Intel Looks Like a Value Trap But There Are Positive Developments
Intel Corporation (NASDAQ:INTC) is beginning to produce evidence that its focus on the Artificial Intelligence (AI) segment is paying dividends and reducing its dependence on the slowing PC segment.
After witnessing the growth of other chip companies in high demand areas, Intel, armed with its $18.0 billion in cash, has aggressively turned its sights on driving growth.
Yet the transformation process, while showing encouraging signs, will take time to execute and convince the stock market that Intel is no longer the same company.
Intel reported beating expectations in its second-quarter revenues and earnings. The takeaway from the quarter was not the surprise PC chips business, but the fact that Intel delivered a nine percent jump in its data center business and a 26% surge in its Internet of Things (IoT) business.
Both businesses are being targeted by Intel as focus growth areas. The IoT segment, which includes AI and autonomous vehicles, only accounted for about 4.87% of total revenues, but it’s on the right path.
And with the acquisition of Mobileye NV (NYSE:MBLY) just completed, the IoT unit should be able to generate big gains in revenues going forward.
The key unit to monitor going forward will be Intel’s newly formed Artificial Intelligence Products Group (AIPG), which is a merger of Altera Corporation, Nervana Systems, Xeon, and Xeon Phi.
The reality is the market is yet to be convinced that Intel is not the same old boring PC chip business. INTC stock gained less than one percent on the second-quarter results.
Also Read: 3 Reasons Intel Stock Could Grow in 2017
For traders, the fact that INTC stock has yet to react is a buying opportunity on the longer-term potential for a complete and successful transition to the new business model.
Intel stock has traded in a narrow range of $33.23 and $38.45 over the past 52-weeks. INTC stock is down 2.8% year-to-date and up a mere 1.4% over the past year.
Chart courtesy of StockCharts.com
What INTC Stock Needs to Do
Now some would argue that Intel doesn’t yet deserve a higher multiple than the 11.88-times 2018 earnings.
On the surface, Intel looks like a value trap unless it can ramp up its AI and IoT segments.
Simply look at the weak comparative growth rates versus the much faster growing Advanced Micro Devices, Inc. (NASDAQ:AMD) and NVIDIA Corporation (NASDAQ:NVDA) shown in the table.

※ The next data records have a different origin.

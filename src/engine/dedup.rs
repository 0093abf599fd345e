use super::{Dedup, ScriptContext, complete, keys, record};
use crate::{
    Result,
    events::QueueEvent,
    job::{HistoryEvent, Jid, JobHash, JobStatus},
    store::Keyspace,
};
use tracing::debug;

/// Claim the fingerprint of `hash` within `queue` for `jid`.
///
/// When another live job already owns it, `jid` becomes its duplicate: the
/// lease is released, the link recorded, and the job settles with the
/// original's outcome now (original already terminal) or when the original
/// finishes.
pub(super) fn hash<K: Keyspace + ?Sized>(
    ks: &mut K,
    ctx: &ScriptContext,
    queue: &str,
    jid: Jid,
    hash: &JobHash,
    worker: &str,
    token: u64,
) -> Result<Dedup> {
    match record::status(ks, jid)? {
        Some(JobStatus::Running) if record::holds_lease(ks, ctx, queue, jid, worker, token)? => {}
        Some(JobStatus::Canceled) => {
            // the worker stops here, so nothing would ever report back
            record::release_lease(ks, queue, jid);
            return Ok(Dedup::Skipped);
        }
        _ => return Ok(Dedup::Skipped),
    }

    if record::hash(ks, jid)?.is_none() {
        record::set_hash(ks, jid, hash)?;
    }

    let key = keys::hash(queue, &hash.fingerprint());
    let owner = ks
        .get(&key)
        .and_then(|raw| raw.parse::<Jid>().ok())
        .filter(|owner| *owner != jid);

    if let Some(original) = owner {
        let live = record::status(ks, original)?
            .is_some_and(|status| status != JobStatus::Canceled && status != JobStatus::Expired);
        if live {
            become_duplicate(ks, ctx, queue, jid, original)?;
            return Ok(Dedup::Duplicate { original });
        }
    }

    ks.set(&key, jid.to_string());
    Ok(Dedup::Owner)
}

fn become_duplicate<K: Keyspace + ?Sized>(
    ks: &mut K,
    ctx: &ScriptContext,
    queue: &str,
    jid: Jid,
    original: Jid,
) -> Result<()> {
    debug!("Job {} duplicates {}", jid, original);

    record::release_lease(ks, queue, jid);
    record::set_duplicate_of(ks, jid, original);
    ks.sadd(&keys::duplicates(original), &jid.to_string());
    record::push_history(
        ks,
        ctx,
        jid,
        HistoryEvent::Duplicate {
            duplicate_jid: original,
        },
    )?;

    let job = record::reread(ks, jid)?;
    record::publish(
        ks,
        &QueueEvent::Duplicate {
            queue: queue.to_string(),
            jid,
            original,
            job: Box::new(job),
        },
    )?;

    let original_status = record::status(ks, original)?;
    if original_status.is_some_and(|status| status.is_terminal()) {
        complete::mirror(ks, ctx, jid, original)?;
    }
    Ok(())
}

The relative revenue growth rates favor AMD and NVIDIA at this time, but the second-quarter showed some encouraging signs for those who believe Intel can play catch-up.
If Intel can continue to grow its AI and IoT business, including developing much faster processing chips that can cater to the increasing demands of these areas, then there is a good chance that INTC stock can rise in conjunction.
On the Intel stock chart, a sustained break at the $38.00 resistance could drive Intel stock to above $40.00 and establish a higher trading range.
Only time will tell, but I’m cautiously optimistic.